_EXERCISE PROMPT_. The reply should consist of the full listing, repeated word for word.

_EXTRACTED DATA_.
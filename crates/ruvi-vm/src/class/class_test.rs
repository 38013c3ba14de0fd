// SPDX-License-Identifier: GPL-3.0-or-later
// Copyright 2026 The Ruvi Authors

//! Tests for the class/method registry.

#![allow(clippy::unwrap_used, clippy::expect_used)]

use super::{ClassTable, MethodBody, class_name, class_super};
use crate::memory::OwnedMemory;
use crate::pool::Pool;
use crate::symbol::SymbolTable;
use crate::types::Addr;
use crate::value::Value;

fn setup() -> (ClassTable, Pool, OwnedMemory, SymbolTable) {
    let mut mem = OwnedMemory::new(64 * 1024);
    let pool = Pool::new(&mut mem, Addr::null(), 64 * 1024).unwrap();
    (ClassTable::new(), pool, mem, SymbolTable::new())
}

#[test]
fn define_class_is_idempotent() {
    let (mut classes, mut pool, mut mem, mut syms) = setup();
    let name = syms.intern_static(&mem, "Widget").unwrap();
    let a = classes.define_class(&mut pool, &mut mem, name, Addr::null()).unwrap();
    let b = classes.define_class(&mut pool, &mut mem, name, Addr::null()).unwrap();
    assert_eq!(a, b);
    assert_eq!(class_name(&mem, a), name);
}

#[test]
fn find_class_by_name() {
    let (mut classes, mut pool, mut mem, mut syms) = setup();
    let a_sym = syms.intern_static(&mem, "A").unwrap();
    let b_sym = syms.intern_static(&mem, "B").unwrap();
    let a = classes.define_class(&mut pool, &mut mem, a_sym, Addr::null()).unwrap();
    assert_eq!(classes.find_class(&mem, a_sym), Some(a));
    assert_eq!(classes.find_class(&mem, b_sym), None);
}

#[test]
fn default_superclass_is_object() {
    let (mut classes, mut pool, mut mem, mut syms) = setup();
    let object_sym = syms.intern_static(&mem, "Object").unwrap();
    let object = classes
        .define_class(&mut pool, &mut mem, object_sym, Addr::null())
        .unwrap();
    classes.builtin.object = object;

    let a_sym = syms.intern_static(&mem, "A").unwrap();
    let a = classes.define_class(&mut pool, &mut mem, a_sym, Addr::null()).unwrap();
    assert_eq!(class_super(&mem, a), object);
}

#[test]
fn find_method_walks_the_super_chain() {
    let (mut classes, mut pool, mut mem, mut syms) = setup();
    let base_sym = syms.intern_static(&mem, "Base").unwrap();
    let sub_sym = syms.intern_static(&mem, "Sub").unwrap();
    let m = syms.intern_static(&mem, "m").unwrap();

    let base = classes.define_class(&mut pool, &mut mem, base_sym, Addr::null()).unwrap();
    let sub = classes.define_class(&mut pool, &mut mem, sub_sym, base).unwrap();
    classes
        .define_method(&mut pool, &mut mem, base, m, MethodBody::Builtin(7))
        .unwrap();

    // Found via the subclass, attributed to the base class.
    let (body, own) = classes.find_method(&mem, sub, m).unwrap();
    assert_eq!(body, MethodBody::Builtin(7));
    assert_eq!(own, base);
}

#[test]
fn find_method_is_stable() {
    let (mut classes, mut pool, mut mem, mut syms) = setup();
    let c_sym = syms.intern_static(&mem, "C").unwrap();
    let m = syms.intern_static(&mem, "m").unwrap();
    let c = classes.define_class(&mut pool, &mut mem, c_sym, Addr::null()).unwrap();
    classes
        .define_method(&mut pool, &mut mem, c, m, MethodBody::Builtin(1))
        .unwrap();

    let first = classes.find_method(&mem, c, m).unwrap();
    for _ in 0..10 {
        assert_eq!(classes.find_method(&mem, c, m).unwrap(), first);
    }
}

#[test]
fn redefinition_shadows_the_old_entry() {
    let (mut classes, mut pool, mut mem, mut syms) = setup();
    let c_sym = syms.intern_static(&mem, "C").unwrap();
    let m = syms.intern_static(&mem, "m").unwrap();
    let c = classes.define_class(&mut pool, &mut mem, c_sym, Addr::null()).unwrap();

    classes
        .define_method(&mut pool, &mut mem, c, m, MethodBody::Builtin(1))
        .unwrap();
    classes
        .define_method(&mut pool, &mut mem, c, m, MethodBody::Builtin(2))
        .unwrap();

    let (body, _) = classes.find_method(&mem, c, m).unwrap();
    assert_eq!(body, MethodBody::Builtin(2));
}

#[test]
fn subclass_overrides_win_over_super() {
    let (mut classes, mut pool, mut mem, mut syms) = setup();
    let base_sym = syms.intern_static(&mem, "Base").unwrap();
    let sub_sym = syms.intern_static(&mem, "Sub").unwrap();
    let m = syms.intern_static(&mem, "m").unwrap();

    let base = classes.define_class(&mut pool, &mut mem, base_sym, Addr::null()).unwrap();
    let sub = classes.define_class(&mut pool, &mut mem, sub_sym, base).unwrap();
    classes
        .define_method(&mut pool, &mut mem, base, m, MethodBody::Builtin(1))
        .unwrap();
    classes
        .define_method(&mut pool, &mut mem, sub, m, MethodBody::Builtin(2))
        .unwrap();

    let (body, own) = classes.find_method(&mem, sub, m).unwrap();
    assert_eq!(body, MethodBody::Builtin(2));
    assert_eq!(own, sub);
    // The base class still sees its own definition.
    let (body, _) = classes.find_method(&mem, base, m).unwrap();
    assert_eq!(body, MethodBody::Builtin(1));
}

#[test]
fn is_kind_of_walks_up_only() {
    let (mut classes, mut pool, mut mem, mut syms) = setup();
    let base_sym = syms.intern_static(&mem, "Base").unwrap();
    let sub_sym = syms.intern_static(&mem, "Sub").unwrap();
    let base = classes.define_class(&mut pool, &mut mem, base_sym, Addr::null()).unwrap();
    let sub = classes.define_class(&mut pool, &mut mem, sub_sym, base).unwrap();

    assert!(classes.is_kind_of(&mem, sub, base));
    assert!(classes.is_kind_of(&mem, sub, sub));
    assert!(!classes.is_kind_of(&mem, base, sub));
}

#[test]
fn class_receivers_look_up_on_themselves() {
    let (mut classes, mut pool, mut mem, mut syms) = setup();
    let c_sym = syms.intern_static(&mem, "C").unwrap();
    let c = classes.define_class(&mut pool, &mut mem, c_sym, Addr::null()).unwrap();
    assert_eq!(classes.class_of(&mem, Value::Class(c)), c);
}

_ANSWER SECTION_.
filename crates/ruvi-vm/src/class/class_test.rs
repository 38013c3ba14de0fd
// SPDX-License-Identifier: GPL-3.0-or-later
// Copyright 2026 The Ruvi Authors

//! Tests for the class/method registry.

#![allow(clippy::unwrap_used, clippy::expect_used)]

use super::{ClassTable, MethodBody, class_name, class_super};
use crate::memory::OwnedMemory;
use crate::pool::Pool;
use crate::symbol::SymbolTable;
use crate::types::Addr;
use crate::value::Value;

fn setup() -> (ClassTable, Pool, OwnedMemory, SymbolTable) {
    let mut mem = OwnedMemory::new(64 * 1024);
    let pool = Pool::new(&mut mem, Addr::null(), 64 * 1024).unwrap();
    (ClassTable::new(), pool, mem, SymbolTable::new())
}

#[test]
fn define_class_is_idempotent() {
    let (mut classes, mut pool, mut mem, mut syms) = setup();
    let name = syms.intern_static(&mem, "Widget").unwrap();
    let a = classes.define_class(&mut pool, &mut mem, name, Addr::null()).unwrap();
    let b = classes.define_class(&mut pool, &mut mem, name, Addr::null()).unwrap();
    assert_eq!(a, b);
    assert_eq!(class_name(&mem, a), name);
}

#[test]
fn find_class_by_name() {
    let (mut classes, mut pool, mut mem, mut syms) = setup();
    let a_sym = syms.intern_static(&mem, "A").unwrap();
    let b_sym = syms.intern_static(&mem, "B").unwrap();
    let a = classes.define_class(&mut pool, &mut mem, a_sym, Addr::null()).unwrap();
    assert_eq!(classes.find_class(&mem, a_sym), Some(a));
    assert_eq!(classes.find_class(&mem, b_sym), None);
}

#[test]
fn default_superclass_is_object() {
    let (mut classes, mut pool, mut mem, mut syms) = setup();
    let object_sym = syms.intern_static(&mem, "Object").unwrap();
    let object = classes
        .define_class(&mut pool, &mut mem, object_sym, Addr::null())
        .unwrap();
    classes.builtin.object = object;

    let a_sym = syms.intern_static(&mem, "A").unwrap();
    let a = classes.define_class(&mut pool, &mut mem, a_sym, Addr::null()).unwrap();
    assert_eq!(class_super(&mem, a), object);
}

#[test]
fn find_method_walks_the_super_chain() {
    let (mut classes, mut pool, mut mem, mut syms) = setup();
    let base_sym = syms.intern_static(&mem, "Base").unwrap();
    let sub_sym = syms.intern_static(&mem, "Sub").unwrap();
    let m = syms.intern_static(&mem, "m").unwrap();

    let base = classes.define_class(&mut pool, &mut mem, base_sym, Addr::null()).unwrap();
    let sub = classes.define_class(&mut pool, &mut mem, sub_sym, base).unwrap();
    classes
        .define_method(&mut pool, &mut mem, base, m, MethodBody::Builtin(7))
        .unwrap();

    // Found via the subclass, attributed to the base class.
    let (body, own) = classes.find_method(&mem, sub, m).unwrap();
    assert_eq!(body, MethodBody::Builtin(7));
    assert_eq!(own, base);
}

#[test]
fn find_method_is_stable() {
    let (mut classes, mut pool, mut mem, mut syms) = setup();
    let c_sym = syms.intern_static(&mem, "C").unwrap();
    let m = syms.intern_static(&mem, "m").unwrap();
    let c = classes.define_class(&mut pool, &mut mem, c_sym, Addr::null()).unwrap();
    classes
        .define_method(&mut pool, &mut mem, c, m, MethodBody::Builtin(1))
        .unwrap();

    let first = classes.find_method(&mem, c, m).unwrap();
    for _ in 0..10 {
        assert_eq!(classes.find_method(&mem, c, m).unwrap(), first);
    }
}

#[test]
fn redefinition_shadows_the_old_entry() {
    let (mut classes, mut pool, mut mem, mut syms) = setup();
    let c_sym = syms.intern_static(&mem, "C").unwrap();
    let m = syms.intern_static(&mem, "m").unwrap();
    let c = classes.define_class(&mut pool, &mut mem, c_sym, Addr::null()).unwrap();

    classes
        .define_method(&mut pool, &mut mem, c, m, MethodBody::Builtin(1))
        .unwrap();
    classes
        .define_method(&mut pool, &mut mem, c, m, MethodBody::Builtin(2))
        .unwrap();

    let (body, _) = classes.find_method(&mem, c, m).unwrap();
    assert_eq!(body, MethodBody::Builtin(2));
}

#[test]
fn subclass_overrides_win_over_super() {
    let (mut classes, mut pool, mut mem, mut syms) = setup();
    let base_sym = syms.intern_static(&mem, "Base").unwrap();
    let sub_sym = syms.intern_static(&mem, "Sub").unwrap();
    let m = syms.intern_static(&mem, "m").unwrap();

    let base = classes.define_class(&mut pool, &mut mem, base_sym, Addr::null()).unwrap();
    let sub = classes.define_class(&mut pool, &mut mem, sub_sym, base).unwrap();
    classes
        .define_method(&mut pool, &mut mem, base, m, MethodBody::Builtin(1))
        .unwrap();
    classes
        .define_method(&mut pool, &mut mem, sub, m, MethodBody::Builtin(2))
        .unwrap();

    let (body, own) = classes.find_method(&mem, sub, m).unwrap();
    assert_eq!(body, MethodBody::Builtin(2));
    assert_eq!(own, sub);
    // The base class still sees its own definition.
    let (body, _) = classes.find_method(&mem, base, m).unwrap();
    assert_eq!(body, MethodBody::Builtin(1));
}

#[test]
fn is_kind_of_walks_up_only() {
    let (mut classes, mut pool, mut mem, mut syms) = setup();
    let base_sym = syms.intern_static(&mem, "Base").unwrap();
    let sub_sym = syms.intern_static(&mem, "Sub").unwrap();
    let base = classes.define_class(&mut pool, &mut mem, base_sym, Addr::null()).unwrap();
    let sub = classes.define_class(&mut pool, &mut mem, sub_sym, base).unwrap();

    assert!(classes.is_kind_of(&mem, sub, base));
    assert!(classes.is_kind_of(&mem, sub, sub));
    assert!(!classes.is_kind_of(&mem, base, sub));
}

#[test]
fn class_receivers_look_up_on_themselves() {
    let (mut classes, mut pool, mut mem, mut syms) = setup();
    let c_sym = syms.intern_static(&mem, "C").unwrap();
    let c = classes.define_class(&mut pool, &mut mem, c_sym, Addr::null()).unwrap();
    assert_eq!(classes.class_of(&mem, Value::Class(c)), c);
}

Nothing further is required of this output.